Ce sont les genres Aspergillus, Penicillium et Fusarium qui possèdent le plus d'espèces sécrétrices de mycotoxines. Une même espèce fongique peut produire différentes toxines. Des espèces différentes peuvent produire une même toxine. Parmi les mycotoxines les plus connues, certaines comme des aflatoxines ou encore l'ochratoxine A sont produites par des espèces du genre Aspergillus et se retrouvent sur diverses denrées. Fusarium produit aussi des mycotoxines très connues, comme les trichotécènes, la zearalénone et les fumonisines notamment au niveau des grains de diverses céréales.

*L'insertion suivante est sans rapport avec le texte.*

//! The running side of the crate.
//!
//! A [`StateMachine`] owns an immutable [`TransitionTable`](crate::core::TransitionTable)
//! and a current state. Events are applied with [`StateMachine::send`]:
//! defined transitions move the machine and run the destination's entry
//! action, undefined ones are ignored.

mod error;
mod machine;

pub use error::ReentrancyError;
pub use machine::{SendOutcome, StateMachine};
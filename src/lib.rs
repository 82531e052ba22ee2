//! Waymark: a table-driven finite-state machine runner
//!
//! Waymark holds a current state, applies named events against a
//! declarative transition table, runs an optional entry action whenever a
//! state is entered, and ignores events the current state does not define.
//!
//! # Core Concepts
//!
//! - **Transition Table**: immutable mapping from state name to its events
//!   and optional entry action, built once and validated up front
//! - **State Machine**: the only mutable piece; holds the current state and
//!   changes it through `send`
//! - **History**: an ordered record of the transitions a machine has taken
//!
//! Tables are described with the fluent builders in [`builder`], the
//! [`transition_table!`] macro, or JSON through [`config`].
//!
//! # Example
//!
//! ```rust
//! use waymark::builder::StateMachineBuilder;
//! use std::cell::RefCell;
//! use std::rc::Rc;
//!
//! let log = Rc::new(RefCell::new(Vec::new()));
//! let (on_closed, on_open) = (Rc::clone(&log), Rc::clone(&log));
//!
//! let door = StateMachineBuilder::new()
//!     .initial("closed")
//!     .transition("closed", "OPEN", "open")
//!     .transition("open", "CLOSE", "closed")
//!     .on_enter("closed", move || on_closed.borrow_mut().push("Door closed"))
//!     .on_enter("open", move || on_open.borrow_mut().push("Door opened"))
//!     .build()
//!     .unwrap();
//!
//! door.send("OPEN").unwrap();
//! door.send("BOGUS").unwrap();
//! door.send("CLOSE").unwrap();
//!
//! assert_eq!(door.current_state(), "closed");
//! assert_eq!(*log.borrow(), vec!["Door closed", "Door opened", "Door closed"]);
//! ```

pub mod builder;
pub mod config;
pub mod core;
pub mod runner;

// Re-export commonly used types
pub use builder::{ConfigError, StateBuilder, StateMachineBuilder, TableBuilder};
pub use config::MachineConfig;
pub use crate::core::{
    EntryAction, StateHistory, TransitionRecord, TransitionTable, DEFAULT_HISTORY_LIMIT,
};
pub use runner::{ReentrancyError, SendOutcome, StateMachine};
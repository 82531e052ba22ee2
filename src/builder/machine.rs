//! Builder for constructing state machines.

use crate::builder::error::ConfigError;
use crate::builder::state::StateBuilder;
use crate::builder::table::TableBuilder;
use crate::core::TransitionTable;
use crate::runner::StateMachine;

/// Builder for constructing state machines with a fluent API.
///
/// # Example
///
/// ```rust
/// use waymark::builder::StateMachineBuilder;
///
/// let light = StateMachineBuilder::new()
///     .initial("red")
///     .transition("red", "TIMER", "green")
///     .transition("green", "TIMER", "yellow")
///     .transition("yellow", "TIMER", "red")
///     .build()
///     .unwrap();
///
/// assert_eq!(light.current_state(), "red");
/// ```
#[derive(Debug, Default)]
pub struct StateMachineBuilder {
    initial: Option<String>,
    table: TableSource,
    history_limit: Option<usize>,
}

#[derive(Debug)]
enum TableSource {
    Building(TableBuilder),
    Built(TransitionTable),
}

impl Default for TableSource {
    fn default() -> Self {
        Self::Building(TableBuilder::new())
    }
}

impl StateMachineBuilder {
    /// Create a new builder.
    pub fn new() -> Self {
        Self::default()
    }

    /// Set the initial state (required).
    pub fn initial(mut self, state: impl Into<String>) -> Self {
        self.initial = Some(state.into());
        self
    }

    /// Add (or extend) a state.
    pub fn state(self, state: StateBuilder) -> Self {
        self.with_table(|table| table.state(state))
    }

    /// Add one transition.
    pub fn transition(
        self,
        from: impl Into<String>,
        event: impl Into<String>,
        to: impl Into<String>,
    ) -> Self {
        self.with_table(|table| table.transition(from, event, to))
    }

    /// Run `action` whenever `state` is entered.
    pub fn on_enter<F>(self, state: impl Into<String>, action: F) -> Self
    where
        F: Fn() + 'static,
    {
        self.with_table(|table| table.on_enter(state, action))
    }

    /// Use a table that is still being described.
    ///
    /// Replaces anything added so far.
    pub fn table_builder(mut self, table: TableBuilder) -> Self {
        self.table = TableSource::Building(table);
        self
    }

    /// Use an already built table.
    ///
    /// Replaces anything added so far; later `state`, `transition` and
    /// `on_enter` calls extend it.
    pub fn table(mut self, table: TransitionTable) -> Self {
        self.table = TableSource::Built(table);
        self
    }

    /// Keep at most `limit` transitions in the machine's history.
    pub fn history_limit(mut self, limit: usize) -> Self {
        self.history_limit = Some(limit);
        self
    }

    /// Build the state machine, running the initial state's entry action.
    pub fn build(self) -> Result<StateMachine, ConfigError> {
        let initial = self.initial.ok_or(ConfigError::MissingInitialState)?;

        let table = match self.table {
            TableSource::Building(builder) => builder.build()?,
            TableSource::Built(table) => table,
        };

        match self.history_limit {
            Some(limit) => StateMachine::with_history_limit(initial, table, limit),
            None => StateMachine::new(initial, table),
        }
    }

    fn with_table(mut self, f: impl FnOnce(TableBuilder) -> TableBuilder) -> Self {
        let builder = match self.table {
            TableSource::Building(builder) => builder,
            TableSource::Built(table) => TableBuilder::from_table(&table),
        };
        self.table = TableSource::Building(f(builder));
        self
    }
}
//! Core transition-table types.
//!
//! This module contains the immutable data the runner works from:
//! - State descriptors with optional entry actions
//! - The transition table that maps states and events to destinations
//! - The transition history a machine records as it runs
//!
//! Nothing in here mutates once built; the only moving part of the crate
//! is the current state held by [`StateMachine`](crate::runner::StateMachine).

mod descriptor;
mod history;
mod table;

pub(crate) use descriptor::StateId;
pub use descriptor::{EntryAction, StateDescriptor};
pub use history::{StateHistory, TransitionRecord, DEFAULT_HISTORY_LIMIT};
pub use table::TransitionTable;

A. Fusariose sur épis de maïs à l'origine de contamination aux fumonisines, B. Sclérotes de Claviceps purpurea, l'agent de l'ergot du seigle.Informations[4]

Enfin, comment parler des mycotoxines sans évoquer un exemple historique : l'ergotisme, une mycotoxicose. Les archives médiévales sont remplies de récits terrifiants relatant de mystérieuses épidémies portant divers noms selon les symptômes observés:  "le mal des ardents », « le feu sacré », « le feu de Saint-Antoine » ou encore « la danse de Saint-Guy".  On sait maintenant que l'absorption alimentaire de produits céréaliers contaminés par le champignon Claviceps purpurea ou ergot du seigle sont à l'origine de l'ergotisme. Ce champignon produit au niveau des épis des structure appelée sclérotes. Ce sont des organes de survie formés par un amas de mycélium qui se charge en mélanine. Lorsqu'il est écrasé par les meules, le sclérote se transforme en poudre rouge passant facilement inaperçue dans la farine de seigle de teinte foncée. Ce sclérote est très riche en composés de type alcaloïde qui sont responsables des symptômes.

Les symptômes sont de différents ordres. Les symptômes convulsifs comprennent des crises de convulsions et des spasmes douloureux, des diarrhées, des maux de tête, des nausées et des vomissements. En plus des convulsions, il peut exister des hallucinations causées par un alcaloïde appelé acide lysergique. Dans le cas de la forme gangréneuse, d'énormes vésicules remplies de sérosité se forment sous la peau, pour se rompre et former des ulcères. Les membres très douloureux se nécrosent aboutissant, le plus souvent, à des mutilations. Cette gangrène sèche est le résultat d'une vasoconstriction induite par des alcaloïdes comme l'ergotamine.

Si ces alcaloïdes sont responsables de toxicités en alimentation humaine et animale, ils ont aussi des usages thérapeutiques, en particulier dans le traitement des crises de migraine. De nos jours, l'ergotisme a disparu comme maladie humaine grâce aux techniques modernes de nettoyage des grains, mais reste une maladie dévastatrice dans le domaine vétérinaire.